CNJ cria Banco de Penhoras e libera IA para caça a bens na execução
O Conselho Nacional de Justiça publicou o Provimento 255/2026, que institui a Consolidação Nacional da Execução Efetiva. A medida cria o Banco Nacional de Penhoras e autoriza o uso de inteligência artificial para cruzar dados, dando aos advogados de credores novas ferramentas institucionais para localizar patrimônio oculto.
O Conselho Nacional de Justiça (CNJ) publicou em 19 de agosto de 2026 o Provimento nº 255, que institui a Consolidação Nacional da Execução Efetiva. A norma transforma a cobrança judicial em política pública permanente e cria estruturas unificadas para rastrear o patrimônio de devedores.
A principal mudança estrutural é o fortalecimento dos Núcleos de Pesquisa Patrimonial. Esses órgãos ganham a atribuição de investigar bens, valores e estruturas societárias, inclusive em nome de interpostas pessoas (os chamados "laranjas"). Eles poderão requisitar dados a entes públicos e privados para montar relatórios de recuperação de crédito.
Junto aos núcleos, os tribunais (TJs, TRFs e TRTs) deverão instalar Centrais de Apoio à Execução. O foco dessas unidades será centralizar processos de grandes devedores — aqueles com alto volume de dívidas, grupos econômicos e histórico de blindagem patrimonial.
Inteligência artificial e dados compartilhados
O texto autoriza expressamente o uso de inteligência artificial, mineração de dados e análise de padrões para identificar fraudes. O que antes dependia da diligência manual e isolada do advogado agora ganha respaldo algorítmico dentro dos próprios tribunais.
Pesquisas feitas em um processo poderão ser reaproveitadas em outras execuções contra o mesmo devedor, respeitando o sigilo de dados. Isso acontecerá por meio de integrações com plataformas como o CODEX. Os sistemas judiciais também terão fluxos automatizados para triagem, controle de prazos e emissão de expedientes.

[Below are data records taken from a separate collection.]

//! FLAT UI palette used for random backgrounds and named colors.

use image::Rgb;

/// The 20 FLAT UI colors, by name.
pub const FLAT_UI: [(&str, Rgb<u8>); 20] = [
    ("turquoise", Rgb([0x1a, 0xbc, 0x9c])),
    ("emerald", Rgb([0x2e, 0xcc, 0x71])),
    ("peter_river", Rgb([0x34, 0x98, 0xdb])),
    ("amethyst", Rgb([0x9b, 0x59, 0xb6])),
    ("wet_asphalt", Rgb([0x34, 0x49, 0x5e])),
    ("green_sea", Rgb([0x16, 0xa0, 0x85])),
    ("nephritis", Rgb([0x27, 0xae, 0x60])),
    ("belize_hole", Rgb([0x29, 0x80, 0xb9])),
    ("wisteria", Rgb([0x8e, 0x44, 0xad])),
    ("midnight_blue", Rgb([0x2c, 0x3e, 0x50])),
    ("sun_flower", Rgb([0xf1, 0xc4, 0x0f])),
    ("carrot", Rgb([0xe6, 0x7e, 0x22])),
    ("alizarin", Rgb([0xe7, 0x4c, 0x3c])),
    ("clouds", Rgb([0xec, 0xf0, 0xf1])),
    ("concrete", Rgb([0x95, 0xa5, 0xa6])),
    ("orange", Rgb([0xf3, 0x9c, 0x12])),
    ("pumpkin", Rgb([0xd3, 0x54, 0x00])),
    ("pomegranate", Rgb([0xc0, 0x39, 0x2b])),
    ("silver", Rgb([0xbd, 0xc3, 0xc7])),
    ("asbestos", Rgb([0x7f, 0x8c, 0x8d])),
];

/// Look up a FLAT UI color by name (case-insensitive, `-`/space/`_` interchangeable).
pub fn by_name(name: &str) -> Option<Rgb<u8>> {
    let key: String = name
        .trim()
        .chars()
        .map(|c| match c {
            '-' | ' ' => '_',
            c => c.to_ascii_lowercase(),
        })
        .collect();
    FLAT_UI
        .iter()
        .find(|(n, _)| *n == key)
        .map(|(_, color)| *color)
}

Fim das penhoras duplicadas e novos leilões
Para quem advoga pelo credor, duas novas ferramentas prometem reduzir o retrabalho. O CNJ criou o Banco Nacional de Penhoras, um repositório que concentra informações sobre bens já bloqueados em outros processos. O advogado poderá consultar o juízo responsável, o bem, a avaliação e o status de alienação, evitando pedir a constrição de um ativo já comprometido com outros credores.
No campo das expropriações, surge a Plataforma Nacional de Alienações Judiciais para centralizar leilões eletrônicos. O Provimento 255/2026 também define que a alienação por iniciativa particular passa a ser a modalidade preferencial quando não houver adjudicação e se mostrar mais eficiente para pagar a dívida.
O que isso muda na prática
A nova regra tenta tirar o peso da execução exclusivamente das costas do exequente. Ao criar regimes centralizados e planos especiais de pagamento para devedores contumazes, o Judiciário assume um papel investigativo mais ativo. A possibilidade de cruzar dados de múltiplos processos para provar a existência de um grupo econômico facilita a desconsideração da personalidade jurídica e a responsabilização solidária.
A Consolidação entra em vigor 30 dias após a publicação. O Banco Nacional de Penhoras e a Plataforma de Alienações Judiciais serão obrigatórios para todos os tribunais em até 120 dias, contados da homologação das ferramentas pelo CNJ. Resta saber se os tribunais estaduais terão orçamento e pessoal para colocar os núcleos de pesquisa e a mineração de dados em funcionamento dentro do prazo estipulado.